An implication of the findings in our study is that the same piece of semantic information may look subtly different in different brain regions. All of our models used the same semantic features that corresponded to actions that we perform on concrete objects (Mitchell et al., 2008). Despite this, there was systematic variance in how different models correlated with different brain regions. It suggests that different brain regions in the language network may be fine-tuned to certain types of semantic associations and that these associations are simultaneously active even when processing single words outside of any meaningful context.

One limitation of this study is that there is no straight-forward relationship between the available computational model parameters and coarse versus narrow semantic information. Previous work validated the existence of coarse versus narrow semantic processing of meaning both computationally (Jones, Willits, & Dennis 2015; Rubin et al., 2014; Sahlgren, 2006) and neuropsychologically (Atchley et al., 1999; Beeman, 1998; Burgess & Simpson, 1988; Jung-Beeman, 2005; Tompkins, Fassbinder, et al., 2008; Tompkins, Scharp, et al., 2008; Virtue et al., 2006). Our results suggest some degree of similarity between the computational models and the brain in how these distinct types of meaning are represented. Future computational research needs to establish a theory and practice for developing and evaluating semantic space models that mimic behavioral and neurological findings related to coarse semantic information. Although coarse semantic information has received considerable attention in the cognitive-psychology and neuroimaging literatures, it has yet to undergo the rigorous research regarding how it may be implemented computationally in a way narrow semantic information has seen over the past decades.

In general, using computational models in conjunction with neuroimaging data can provide independent and convergent evidence for debates that center around semantic or conceptual representations in ways that complement theories based on neuroimaging data alone, or theories that only look at brain-behavior correlations.

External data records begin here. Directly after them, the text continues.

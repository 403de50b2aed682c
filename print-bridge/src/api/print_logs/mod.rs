//! Print log API (read only)

mod handler;

use axum::{Router, routing::get};

use crate::core::BridgeState;

pub fn router() -> Router<BridgeState> {
    Router::new().route("/api/print-logs", get(handler::list))
}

Theories of representation relying on neuroimaging evidence alone suffer from the problem of multifunctionality of most brain regions. It is, in most cases, extremely difficult to control for the entire range of variables in an experiment that uses language as stimuli. Thus, it is difficult to pinpoint what kind of information a given brain region might be processing on the basis of only the degree or level of activity or activation. This problem can be mitigated through brain-behavior correlations, but behavior itself still has a one-to-many mapping from a particular behavior to how that behavior might be implemented at the neural level. To overcome this problem, computational models such as the ones used in Anderson et al. (2015) and in our present study can be used to make specific predictions at a representational level. If it can be shown that one computational model better captures the variation in fMRI for a particular set of stimuli, then it is arguable that this computational model provides a better account of how a particular brain region actually represents those stimuli.

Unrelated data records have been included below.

//! Device registry
//!
//! Known printer devices, their API keys (hashed) and live status. Records are
//! persisted in [`BridgeStorage`]; status is process-local and written only by
//! the [`ConnectionManager`](crate::connection::ConnectionManager).
//!
//! Status entries are stamped with the session that wrote them. Session ids
//! grow monotonically, so a late update from a replaced or detached session
//! never overwrites the state of its successor.

use dashmap::DashMap;
use dashmap::mapref::entry::Entry;
use rand::RngCore;
use rand::rngs::OsRng;
use sha2::{Digest, Sha256};
use shared::models::{Device, DeviceStatus, RegisteredDevice};
use shared::util::now_millis;

use crate::error::{BridgeError, BridgeResult};
use crate::storage::{BridgeStorage, StorageError, StoredDevice};
use crate::utils::validation::{MAX_ID_LEN, MAX_NAME_LEN, validate_required_text};

const API_KEY_PREFIX: &str = "pk_";
const API_KEY_BYTES: usize = 32;

/// Generate a fresh API key from the OS CSPRNG
pub fn generate_api_key() -> String {
    let mut bytes = [0u8; API_KEY_BYTES];
    OsRng.fill_bytes(&mut bytes);
    format!("{API_KEY_PREFIX}{}", hex::encode(bytes))
}

/// SHA-256 hex digest stored in place of the key
pub fn hash_api_key(api_key: &str) -> String {
    hex::encode(Sha256::digest(api_key.as_bytes()))
}

pub struct DeviceRegistry {
    storage: BridgeStorage,
    status: DashMap<String, (u64, DeviceStatus)>,
}

impl DeviceRegistry {
    pub fn new(storage: BridgeStorage) -> Self {
        Self {
            storage,
            status: DashMap::new(),
        }
    }

    /// Register a device under a generated id
    pub fn register(&self, restaurant_id: &str, name: &str) -> BridgeResult<RegisteredDevice> {
        self.register_with_id(restaurant_id, name, None)
    }

    /// Register a device, optionally under an explicit id
    ///
    /// Reusing an explicit id fails with [`BridgeError::DuplicateDevice`].
    pub fn register_with_id(
        &self,
        restaurant_id: &str,
        name: &str,
        device_id: Option<&str>,
    ) -> BridgeResult<RegisteredDevice> {
        validate_required_text(restaurant_id, "restaurant_id", MAX_ID_LEN)?;
        validate_required_text(name, "name", MAX_NAME_LEN)?;
        if let Some(id) = device_id {
            validate_required_text(id, "id", MAX_ID_LEN)?;
        }

        let id = device_id
            .map(str::to_string)
            .unwrap_or_else(|| uuid::Uuid::new_v4().to_string());
        let api_key = generate_api_key();

        let record = StoredDevice {
            device: Device {
                id: id.clone(),
                restaurant_id: restaurant_id.to_string(),
                name: name.trim().to_string(),
                disabled: false,
                status: DeviceStatus::Offline,
                created_at: now_millis(),
                last_seen_at: None,
            },
            api_key_hash: hash_api_key(&api_key),
        };

        self.storage.insert_device(&record).map_err(|e| match e {
            StorageError::DuplicateDeviceId(id) => BridgeError::DuplicateDevice(id),
            other => BridgeError::Storage(other),
        })?;

        tracing::info!(
            device_id = %id,
            restaurant_id = %restaurant_id,
            "Device registered"
        );

        Ok(RegisteredDevice {
            device: record.device,
            api_key,
        })
    }

    /// Resolve an API key to its device
    ///
    /// Unknown keys and disabled devices both fail with [`BridgeError::InvalidKey`].
    pub fn authenticate(&self, api_key: &str) -> BridgeResult<Device> {
        if api_key.is_empty() {
            return Err(BridgeError::InvalidKey);
        }
        let record = self
            .storage
            .find_device_by_key_hash(&hash_api_key(api_key))?
            .ok_or(BridgeError::InvalidKey)?;

        if record.device.disabled {
            tracing::warn!(device_id = %record.device.id, "Disabled device presented its key");
            return Err(BridgeError::InvalidKey);
        }
        Ok(self.with_status(record.device))
    }

    /// Mark a device non-dispatchable; history is kept
    pub fn disable(&self, device_id: &str) -> BridgeResult<Device> {
        let mut newly_disabled = false;
        let record = self.update(device_id, |record| {
            newly_disabled = !record.device.disabled;
            record.device.disabled = true;
            newly_disabled
        })?;
        if newly_disabled {
            tracing::info!(device_id = %device_id, "Device disabled");
        }
        Ok(self.with_status(record.device))
    }

    pub fn get(&self, device_id: &str) -> BridgeResult<Device> {
        Ok(self.with_status(self.record(device_id)?.device))
    }

    pub fn list_by_restaurant(&self, restaurant_id: &str) -> BridgeResult<Vec<Device>> {
        Ok(self
            .storage
            .list_devices_by_restaurant(restaurant_id)?
            .into_iter()
            .map(|r| self.with_status(r.device))
            .collect())
    }

    /// Persist the last-seen timestamp
    pub fn touch(&self, device_id: &str, now: i64) -> BridgeResult<()> {
        self.update(device_id, |record| {
            record.device.last_seen_at = Some(now);
            true
        })?;
        Ok(())
    }

    pub fn status(&self, device_id: &str) -> DeviceStatus {
        self.status
            .get(device_id)
            .map(|entry| entry.1)
            .unwrap_or(DeviceStatus::Offline)
    }

    /// Record the status reported by `session_id`
    ///
    /// Updates from an older session are dropped, and once a session has
    /// gone offline it cannot bring the device back.
    pub(crate) fn set_status(&self, device_id: &str, session_id: u64, status: DeviceStatus) {
        match self.status.entry(device_id.to_string()) {
            Entry::Occupied(mut entry) => {
                let (current_session, current_status) = *entry.get();
                let stale = session_id < current_session
                    || (session_id == current_session && current_status == DeviceStatus::Offline);
                if !stale {
                    entry.insert((session_id, status));
                }
            }
            Entry::Vacant(entry) => {
                entry.insert((session_id, status));
            }
        }
    }

    fn record(&self, device_id: &str) -> BridgeResult<StoredDevice> {
        self.storage
            .get_device(device_id)?
            .ok_or_else(|| BridgeError::DeviceNotFound(device_id.to_string()))
    }

    fn update(
        &self,
        device_id: &str,
        apply: impl FnOnce(&mut StoredDevice) -> bool,
    ) -> BridgeResult<StoredDevice> {
        self.storage
            .update_device_with(device_id, apply)
            .map_err(|e| match e {
                StorageError::DeviceNotFound(id) => BridgeError::DeviceNotFound(id),
                other => BridgeError::Storage(other),
            })
    }

    fn with_status(&self, mut device: Device) -> Device {
        device.status = self.status(&device.id);
        device
    }
}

A significant challenge facing researchers in recent years is how to build bridges between computational modeling results and neuroimaging findings. Models based on computational data and models based on neuroimaging data are rapidly growing. There is an urgent need for the integration of the two, and more specifically for more and improved data sets on which to evaluate how semantic space models relate to fMRI data. The only data set to date has only nine participants, some of whose data show considerable noise due to movement (Mitchell et al., 2008). Additionally, Bullinaria and Levy (2013) have suggested an improved set of words that have better clustering properties than the original set. We believe that an improved data set would be a fruitful endeavor for open research and may allow researchers to ask many new and important questions about how the brain processes semantic information.